*WHAT YOU HAVE TO DO*
Where a line in the entries below contains the word "seconds", count it. Return the total alone.

*** Opening DATA FOR ANALYSIS ***

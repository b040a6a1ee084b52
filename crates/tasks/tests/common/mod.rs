//! Shared fixtures for registry integration tests.

#![allow(dead_code)]

use std::collections::HashMap;
use std::sync::atomic::{AtomicUsize, Ordering};
use std::sync::{Arc, Mutex};
use std::time::Duration;

use async_trait::async_trait;
use dreamcanvas_core::storage::ProjectStorage;
use dreamcanvas_core::task::{GenerationTask, TaskStatus};
use dreamcanvas_jimeng::{GenerationParams, JimengError, JobClient, SubmissionResult};
use dreamcanvas_tasks::{AssetPersister, RegistryConfig, TaskRegistry};

/// How a mocked job behaves, chosen from markers in the prompt.
#[derive(Debug, Clone, Copy, PartialEq, Eq)]
pub enum Scenario {
    /// Running on the first poll, succeeded with one image on the second.
    Success,
    /// Queued, then rejected with code 1015 on the second poll.
    Quota,
    /// Never finishes.
    Slow,
    /// Succeeds immediately at submission with two images.
    Instant,
    /// Status queries fail with a client error carrying code 1015.
    PollRejected,
    /// Status queries fail with a client error that has no code.
    PollBroken,
}

impl Scenario {
    fn from_prompt(prompt: &str) -> Self {
        let prompt = prompt.to_lowercase();
        if prompt.contains("#quota") {
            Self::Quota
        } else if prompt.contains("#slow") {
            Self::Slow
        } else if prompt.contains("#instant") {
            Self::Instant
        } else if prompt.contains("#pollreject") {
            Self::PollRejected
        } else if prompt.contains("#pollbroken") {
            Self::PollBroken
        } else {
            Self::Success
        }
    }
}

struct JobState {
    scenario: Scenario,
    polls: usize,
}

/// Time a `#stall` submission takes before the job is accepted.
pub const STALL: Duration = Duration::from_millis(300);

/// In-memory job client driven by prompt markers.
///
/// Prompts containing `#reject` fail at submission with code 1015 and
/// `#offline` fail at submission without a code. Prompts containing
/// `#stall` take [`STALL`] to be accepted. Downloads of URLs containing
/// `broken` fail.
#[derive(Default)]
pub struct MockJobClient {
    jobs: Mutex<HashMap<String, JobState>>,
    pub submits: AtomicUsize,
    pub polls: AtomicUsize,
    pub downloads: AtomicUsize,
}

impl MockJobClient {
    pub fn new() -> Arc<Self> {
        Arc::new(Self::default())
    }
}

#[async_trait]
impl JobClient for MockJobClient {
    fn account_label(&self) -> &str {
        "mock"
    }

    async fn submit(&self, params: &GenerationParams) -> Result<SubmissionResult, JimengError> {
        self.submits.fetch_add(1, Ordering::SeqCst);
        if params.prompt.contains("#reject") {
            return Err(JimengError::Rejected {
                code: "1015".into(),
                message: "account is rate limited".into(),
                payload: serde_json::json!({"ret": "1015"}),
            });
        }
        if params.prompt.contains("#offline") {
            return Err(JimengError::Malformed {
                message: "connection reset".into(),
                payload: None,
            });
        }

        if params.prompt.contains("#stall") {
            tokio::time::sleep(STALL).await;
        }

        let history_id = uuid::Uuid::new_v4().simple().to_string();
        let scenario = Scenario::from_prompt(&params.prompt);
        self.jobs.lock().unwrap().insert(
            history_id.clone(),
            JobState {
                scenario,
                polls: 0,
            },
        );

        Ok(match scenario {
            Scenario::Quota => SubmissionResult {
                queue_message: Some("Task queued, estimated wait: a few seconds".into()),
                ..SubmissionResult::with_status(history_id, TaskStatus::Queued)
            },
            Scenario::Instant => SubmissionResult::succeeded(
                history_id.clone(),
                vec![
                    format!("https://mock/{history_id}-a.png"),
                    format!("https://mock/{history_id}-b.webp"),
                ],
            ),
            Scenario::Success | Scenario::Slow | Scenario::PollRejected | Scenario::PollBroken => {
                SubmissionResult::with_status(history_id, TaskStatus::Running)
            }
        })
    }

    async fn fetch_status(&self, history_id: &str) -> Result<SubmissionResult, JimengError> {
        self.polls.fetch_add(1, Ordering::SeqCst);
        let mut jobs = self.jobs.lock().unwrap();
        let Some(job) = jobs.get_mut(history_id) else {
            return Ok(SubmissionResult::failed(history_id, "unknown", "task does not exist"));
        };
        job.polls += 1;

        match job.scenario {
            Scenario::PollRejected => {
                return Err(JimengError::Rejected {
                    code: "1015".into(),
                    message: "account is rate limited".into(),
                    payload: serde_json::json!({"ret": "1015"}),
                })
            }
            Scenario::PollBroken => {
                return Err(JimengError::Malformed {
                    message: "history response is not JSON".into(),
                    payload: None,
                })
            }
            _ => {}
        }

        Ok(match (job.scenario, job.polls) {
            (Scenario::Quota, n) if n >= 2 => {
                SubmissionResult::failed(history_id, "1015", "account is rate limited")
            }
            (Scenario::Quota, _) => SubmissionResult {
                queue_message: Some("Waiting in queue".into()),
                ..SubmissionResult::with_status(history_id, TaskStatus::Running)
            },
            (Scenario::Success, n) if n >= 2 => {
                SubmissionResult::succeeded(history_id, vec![format!("https://mock/{history_id}.png")])
            }
            _ => SubmissionResult::with_status(history_id, TaskStatus::Running),
        })
    }

    async fn fetch_resource(&self, url: &str) -> Result<Vec<u8>, JimengError> {
        self.downloads.fetch_add(1, Ordering::SeqCst);
        if url.contains("broken") {
            return Err(JimengError::Http {
                status: 404,
                body: "not found".into(),
            });
        }
        Ok(b"mock-binary".to_vec())
    }
}

/// Fast polling for tests.
pub fn fast_config() -> RegistryConfig {
    RegistryConfig {
        poll_interval: Duration::from_millis(20),
        poll_timeout: Duration::from_secs(5),
    }
}

pub struct Harness {
    pub registry: TaskRegistry,
    pub client: Arc<MockJobClient>,
    pub storage: Arc<ProjectStorage>,
    pub _dir: tempfile::TempDir,
}

pub async fn harness(config: RegistryConfig) -> Harness {
    let dir = tempfile::tempdir().unwrap();
    let storage = Arc::new(ProjectStorage::open(dir.path().join("projects")).await.unwrap());
    let client = MockJobClient::new();
    let persister = AssetPersister::new(client.clone(), storage.clone());
    let registry = TaskRegistry::new(client.clone(), Some(persister), config);
    Harness {
        registry,
        client,
        storage,
        _dir: dir,
    }
}

/// Poll the registry until `predicate` holds for the task, or panic after
/// a few seconds.
pub async fn wait_for<F>(registry: &TaskRegistry, task_id: &str, predicate: F) -> GenerationTask
where
    F: Fn(&GenerationTask) -> bool,
{
    let deadline = tokio::time::Instant::now() + Duration::from_secs(5);
    loop {
        let task = registry.get_task(task_id).await.unwrap();
        if predicate(&task) {
            return task;
        }
        assert!(
            tokio::time::Instant::now() < deadline,
            "task {task_id} never reached the expected state: {task:?}"
        );
        tokio::time::sleep(Duration::from_millis(10)).await;
    }
}

pub async fn wait_for_terminal(registry: &TaskRegistry, task_id: &str) -> GenerationTask {
    wait_for(registry, task_id, |t| t.status.is_terminal()).await
}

*** Closing DATA FOR ANALYSIS ***

*SOLUTION*
2